I've dealt with storms knocking out power for brief periods, so I have all sorts of camping lanterns, candles, solar lights and oil lamps.  If you pick up cheap outdoor solar lights (they are 97 cents at Walmart) they can be taped to the lid of a canning jar, creating instant light every night for pennies.  Go on youtube for all sorts of how-to videos.

Although I also have propane camp stoves, I just bought a Kelly Kettle, which is a small stainless steel cookstove that runs on grass, twigs, and pinecones.  For heat I have cabinets on wheels that use 20 lb. propane tanks.  Although I always have 2-3 extra filled tanks on reserve, it occurs to me that I will not be able to get these filled if there is no electricity.  I've been looking into portable solar generators, but they are expensive and can only power small appliances or maybe one refrigerator.

That aside, the biggest problem faced by most people in an emergency is food. If the lights are out for any length of time, there will be hoards of desperate people fighting over everything.

 

Replying to a 10 year old thread!

I didn’t want to hijack the comment section on Chris’ new video about the financial system and loss of electricity, but I have a question about an extended power outage scenario.

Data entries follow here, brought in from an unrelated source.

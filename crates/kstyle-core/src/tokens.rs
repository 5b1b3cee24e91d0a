//! Scope token classification.
//!
//! Parentheses, braces and brackets open and close nesting scopes. Every
//! other kind is neither opening nor closing.

use crate::kind::NodeKind;

/// The three kinds of nesting scope.
#[derive(Debug, Clone, Copy, PartialEq, Eq, Hash)]
pub enum Scope {
    /// `( ... )`
    Paren,
    /// `{ ... }`
    Brace,
    /// `[ ... ]`
    Bracket,
}

impl Scope {
    /// Kind of the token that opens this scope.
    #[must_use]
    pub fn opening(self) -> NodeKind {
        match self {
            Self::Paren => NodeKind::LParen,
            Self::Brace => NodeKind::LBrace,
            Self::Bracket => NodeKind::LBracket,
        }
    }

    /// Kind of the token that closes this scope.
    #[must_use]
    pub fn closing(self) -> NodeKind {
        match self {
            Self::Paren => NodeKind::RParen,
            Self::Brace => NodeKind::RBrace,
            Self::Bracket => NodeKind::RBracket,
        }
    }
}

/// Returns the scope opened by `kind`, if it opens one.
#[must_use]
pub fn opened_scope(kind: NodeKind) -> Option<Scope> {
    match kind {
        NodeKind::LParen => Some(Scope::Paren),
        NodeKind::LBrace => Some(Scope::Brace),
        NodeKind::LBracket => Some(Scope::Bracket),
        _ => None,
    }
}

/// Returns the scope closed by `kind`, if it closes one.
#[must_use]
pub fn closed_scope(kind: NodeKind) -> Option<Scope> {
    match kind {
        NodeKind::RParen => Some(Scope::Paren),
        NodeKind::RBrace => Some(Scope::Brace),
        NodeKind::RBracket => Some(Scope::Bracket),
        _ => None,
    }
}

/// Returns `true` if `kind` opens a nesting scope.
#[must_use]
pub fn is_opening(kind: NodeKind) -> bool {
    opened_scope(kind).is_some()
}

/// Returns `true` if `kind` closes a nesting scope.
#[must_use]
pub fn is_closing(kind: NodeKind) -> bool {
    closed_scope(kind).is_some()
}

/// Returns the opening counterpart of a closing token kind.
#[must_use]
pub fn matching_open(closing: NodeKind) -> Option<NodeKind> {
    closed_scope(closing).map(Scope::opening)
}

I am on a septic system that does not require electricity (some do, just learned this morning), but what about residential sewer systems? Do they require electricity? If so, what happens when the power goes out?

2 Likes

The same thing that would happen to my neighbors across the street who need a pump with their septic. It backs up into the house. Water is always going to run the to lowest point. If you want it higher you need to pump it.

Now imagine being the guy on the first floor of a 10 story apartment complex.

This is partly why the death toll for a grid down scenario is really high. The other challenge is once sewage starts flooding into the streets it contaminates any clean water nearby.

3 Likes

That’s what I figured. Has the potential to destroy hundreds of thousands or maybe even millions of homes.

In terms of importance, I personally would put this above what happens to my 401K in the event of an extended power outage.

You know what’s strange? I only searched for a couple minutes or so but tried multiple search strings. I did not find any articles about this problem.

1 Like

A substantial number of municipal sewege systems have powered lift stations installed enroute to the treatment plant. The treatment plant itself requires significant power to pump effluent through the treatment process. The plants I am familiar with have a limited amount of emergency back up power as shutting down is a crappy option.
A bigger concern may be public sewers becoming clogged with waste from a lack of water flow to carry solids to the plant as water is pumped also.

An extended power outage could cause a long down time just to reboot a typical municipal sewage,transport and disposal system. I was told by some relatives in CA that some of the draconian water rationing mandates in the past were causing public sewer stoppage failures because there wasn’t enough water flow to solids for the systems to work as designed.

If I resided in such an area I would,definately have a plan B for waste disposal.

Additionally, even in a single family residential neighborhood it is quite possible for an upstream neighbors sewage to enter your residence and overflow from a clogged system if your residence sewer is not equipped with a backwater check valve. In my experience a substantial number are not.